NCLA Amicus Brief Asks U.S. Supreme Court to Reject NLRB-Specific Preliminary Injunction Standard

Starbucks Corporation v. M. Kathleen McKinney, Regional Director of Region 15 of the NLRB


Washington, D.C., Feb. 28, 2024 (GLOBE NEWSWIRE) -- Today, the New Civil Liberties Alliance filed an amicus curiae brief at the Supreme Court in Starbucks Corp. v. McKinney, a case challenging a deferential legal standard that allows the National Labor Relations Board to enjoin a company’s conduct without showing that it likely broke the law. Instead, NLRB can initiate an administrative enforcement proceeding and then obtain a preliminary injunction in federal district court just by demonstrating that (1) its claims are not frivolous, and (2) those claims serve NLRB’s remedial purposes. The U.S. Court of Appeals for the Sixth Circuit upheld the injunction granted below due to prior circuit precedent. NCLA’s brief asks the Supreme Court to reject this textually baseless test, reverse the Sixth Circuit’s ruling, and require NLRB to satisfy the same injunction standard as every other litigant.

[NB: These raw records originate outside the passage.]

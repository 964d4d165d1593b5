//! Task kinds and task requests.
//!
//! Every kind is described by a static table row: its parameters, the
//! instruction template, the capabilities it may use and the text the menu
//! shows around it. The dispatcher only ever reads these rows.

pub mod templates;

use crate::error::{Error, Result};
use crate::options::{Capability, CapabilitySet};
use std::collections::BTreeMap;
use std::fmt;

/// A named input required by a task kind.
#[derive(Debug, Clone, Copy, PartialEq, Eq)]
pub struct ParamSpec {
    pub name: &'static str,
    /// Prompt shown by the interactive menu.
    pub label: &'static str,
}

/// The four supported tasks.
#[derive(Debug, Clone, Copy, PartialEq, Eq, Hash)]
pub enum TaskKind {
    /// Audit one file for security and quality.
    Verify,
    /// Compare two implementations.
    Compare,
    /// Research an error and fix it in place.
    SearchFix,
    /// Project-wide security audit.
    Audit,
}

impl TaskKind {
    pub const ALL: [TaskKind; 4] = [Self::Verify, Self::Compare, Self::SearchFix, Self::Audit];

    pub fn title(self) -> &'static str {
        match self {
            Self::Verify => "Verify a code file",
            Self::Compare => "Compare two implementations",
            Self::SearchFix => "Search for and fix an error",
            Self::Audit => "Full security audit",
        }
    }

    pub fn params(self) -> &'static [ParamSpec] {
        match self {
            Self::Verify => &[ParamSpec {
                name: "file",
                label: "File to verify",
            }],
            Self::Compare => &[
                ParamSpec {
                    name: "file1",
                    label: "First file",
                },
                ParamSpec {
                    name: "file2",
                    label: "Second file",
                },
            ],
            Self::SearchFix => &[
                ParamSpec {
                    name: "error_message",
                    label: "Error message",
                },
                ParamSpec {
                    name: "file_path",
                    label: "Affected file",
                },
            ],
            Self::Audit => &[],
        }
    }

    pub fn template(self) -> &'static str {
        match self {
            Self::Verify => templates::VERIFY,
            Self::Compare => templates::COMPARE,
            Self::SearchFix => templates::SEARCH_FIX,
            Self::Audit => templates::AUDIT,
        }
    }

    /// The exact capability set granted to sessions for this kind.
    pub fn capabilities(self) -> CapabilitySet {
        use Capability::*;
        match self {
            Self::Verify => CapabilitySet::from([DelegateToSubagent]),
            Self::Compare => CapabilitySet::from([DelegateToSubagent, ReadFile, SearchText]),
            Self::SearchFix => CapabilitySet::from([
                DelegateToSubagent,
                WebSearch,
                WebFetch,
                ReadFile,
                EditFile,
            ]),
            Self::Audit => CapabilitySet::from([DelegateToSubagent, RunShell, SearchText, ReadFile]),
        }
    }

    /// Line printed before the request is dispatched.
    fn banner_template(self) -> &'static str {
        match self {
            Self::Verify => "🔍 Verifying {file} with Lena...",
            Self::Compare => "⚖️  Comparing {file1} vs {file2} with Lena...",
            Self::SearchFix => "🚨 Searching for a fix for the error in {file_path}...",
            Self::Audit => "🔐 Security audit with Lena...",
        }
    }

    pub fn results_heading(self) -> &'static str {
        match self {
            Self::Verify => "📋 Lena's findings:",
            Self::Compare => "📊 Comparison report:",
            Self::SearchFix => "🔧 Proposed fix:",
            Self::Audit => "🛡️ Security report:",
        }
    }

    /// Whether incremental assistant content is shown, or only the final result.
    pub fn echo_partials(self) -> bool {
        matches!(self, Self::Verify)
    }

    /// Menu number for this kind, starting at 1.
    pub fn menu_number(self) -> usize {
        match self {
            Self::Verify => 1,
            Self::Compare => 2,
            Self::SearchFix => 3,
            Self::Audit => 4,
        }
    }

    pub fn from_menu_choice(choice: &str) -> Option<Self> {
        let n: usize = choice.trim().parse().ok()?;
        Self::ALL.into_iter().find(|k| k.menu_number() == n)
    }
}

impl fmt::Display for TaskKind {
    fn fmt(&self, f: &mut fmt::Formatter<'_>) -> fmt::Result {
        match self {
            Self::Verify => write!(f, "verify"),
            Self::Compare => write!(f, "compare"),
            Self::SearchFix => write!(f, "search-fix"),
            Self::Audit => write!(f, "audit"),
        }
    }
}

/// A task kind plus its named parameters.
///
/// Immutable once built; call [`TaskRequest::render`] to validate it and
/// produce the instruction text.
#[derive(Debug, Clone, PartialEq, Eq)]
pub struct TaskRequest {
    kind: TaskKind,
    params: BTreeMap<String, String>,
}

impl TaskRequest {
    pub fn builder(kind: TaskKind) -> TaskRequestBuilder {
        TaskRequestBuilder {
            kind,
            params: BTreeMap::new(),
        }
    }

    pub fn new<K, V>(kind: TaskKind, params: impl IntoIterator<Item = (K, V)>) -> Self
    where
        K: Into<String>,
        V: Into<String>,
    {
        Self {
            kind,
            params: params
                .into_iter()
                .map(|(k, v)| (k.into(), v.into()))
                .collect(),
        }
    }

    pub fn kind(&self) -> TaskKind {
        self.kind
    }

    pub fn param(&self, name: &str) -> Option<&str> {
        self.params.get(name).map(String::as_str)
    }

    pub fn params(&self) -> &BTreeMap<String, String> {
        &self.params
    }

    /// Check that every required parameter is present and non-blank, and
    /// that no parameter is unknown to the task kind.
    ///
    /// # Errors
    ///
    /// Returns [`Error::InvalidInput`] describing the first problem found.
    pub fn validate(&self) -> Result<()> {
        let specs = self.kind.params();

        for spec in specs {
            match self.params.get(spec.name) {
                None => {
                    return Err(Error::InvalidInput(format!(
                        "missing required parameter '{}' for {} task",
                        spec.name, self.kind
                    )));
                }
                Some(value) if value.trim().is_empty() => {
                    return Err(Error::InvalidInput(format!(
                        "parameter '{}' for {} task must not be empty",
                        spec.name, self.kind
                    )));
                }
                Some(_) => {}
            }
        }

        if let Some(unknown) = self
            .params
            .keys()
            .find(|name| !specs.iter().any(|s| s.name == name.as_str()))
        {
            return Err(Error::InvalidInput(format!(
                "unknown parameter '{}' for {} task",
                unknown, self.kind
            )));
        }

        Ok(())
    }

    /// Validate and render the instruction text for this request.
    pub fn render(&self) -> Result<String> {
        self.validate()?;
        Ok(templates::render(self.kind.template(), &self.params))
    }

    /// Banner line for the menu. Missing parameters are left as placeholders.
    pub fn banner(&self) -> String {
        templates::render(self.kind.banner_template(), &self.params)
    }
}

/// Builder for [`TaskRequest`].
#[derive(Debug, Clone)]
pub struct TaskRequestBuilder {
    kind: TaskKind,
    params: BTreeMap<String, String>,
}

impl TaskRequestBuilder {
    pub fn param(mut self, name: impl Into<String>, value: impl Into<String>) -> Self {
        self.params.insert(name.into(), value.into());
        self
    }

    pub fn build(self) -> TaskRequest {
        TaskRequest {
            kind: self.kind,
            params: self.params,
        }
    }
}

The Supreme Court has clarified, in many other contexts, that federal courts may not issue preliminary injunctions unless the party seeking the P.I. has met four requirements: (1) it is likely to succeed on the merits; (2) it would suffer irreparable injury absent an injunction; (3) the balance of equities favors an injunction; and
(4) an injunction serves the public interest. The same test should apply here. Yet five federal circuits apply a relaxed standard when NLRB seeks a preliminary injunction, permitting it to punish an employer based on legal and factual allegations that do not meet the usual test. These courts uphold an injunction even if NLRB’s claims are more likely than not meritless and even when doing so disproportionately burdens the enjoined employer.

The National Labor Relations Act does not support this practice, and the special P.I. standard NLRB enjoys does not apply to any other federal agency. The unique test also defies the Fifth Amendment’s prohibition against the deprivation of property without due process of law. Under the Sixth Circuit’s approach, NLRB can obtain a punitive injunction that forces Starbucks to retain and pay unwanted employees for an indefinite period—resulting in a loss of the company’s property—without the agency ever having to prove even a likely violation of law.

This “reasonable cause” test employed by the lower courts exhibits improper judicial deference to NLRB’s legal theories, a problem NCLA is addressing separately in the pending Supreme Court case Relentless Inc. v. Department of Commerce. In fact, because the “reasonable cause” test is even more deferential to agencies than Chevron deference, and the Supreme Court has never endorsed the idea, the case for rejecting it is even stronger.

Once it secures a preliminary injunction under the inappropriately relaxed standard, NLRB has every incentive to drag out administrative proceedings, because it has already forced the employer to do what the Board wants. Meanwhile, the P.I. imposes mounting economic costs on the employer for the duration of the administrative proceedings, whose length is entirely within NLRB’s control. Capitulation is often a company’s only viable option to stanch the financial bleeding. NCLA asks the Supreme Court to eliminate this coercive dynamic and force NLRB to meet the traditional preliminary injunction standard rather than the Sixth Circuit’s preferential version.

NCLA released the following statements:

“By deferring to NLRB’s factual and legal theories, the Sixth Circuit allows the Board to obtain costly preliminary injunctions against employers even when the presiding judge concludes that the Board’s allegations are likely meritless, turning the constitutional principle on its head that the government may not deprive someone of property without due process of law.”
— Sheng Li, Litigation Counsel, NCLA

“The Sixth Circuit’s odd, NLRB-specific preliminary injunction standard sets an absurdly low bar for the Board to clear. The Supreme Court should overturn this non-statutory, judge-made test and instead require NLRB to satisfy the same factors that apply to preliminary injunction requests by (and against) every other federal agency.”
— Mark Chenoweth, President, NCLA

For more information visit the amicus page here.

ABOUT NCLA

NCLA is a nonpartisan, nonprofit civil rights group founded by prominent legal scholar Philip Hamburger to protect constitutional freedoms from violations by the Administrative State. NCLA’s public-interest litigation and other pro bono advocacy strive to tame the unlawful power of state and federal agencies and to foster a new civil liberties movement that will help restore Americans’ fundamental rights.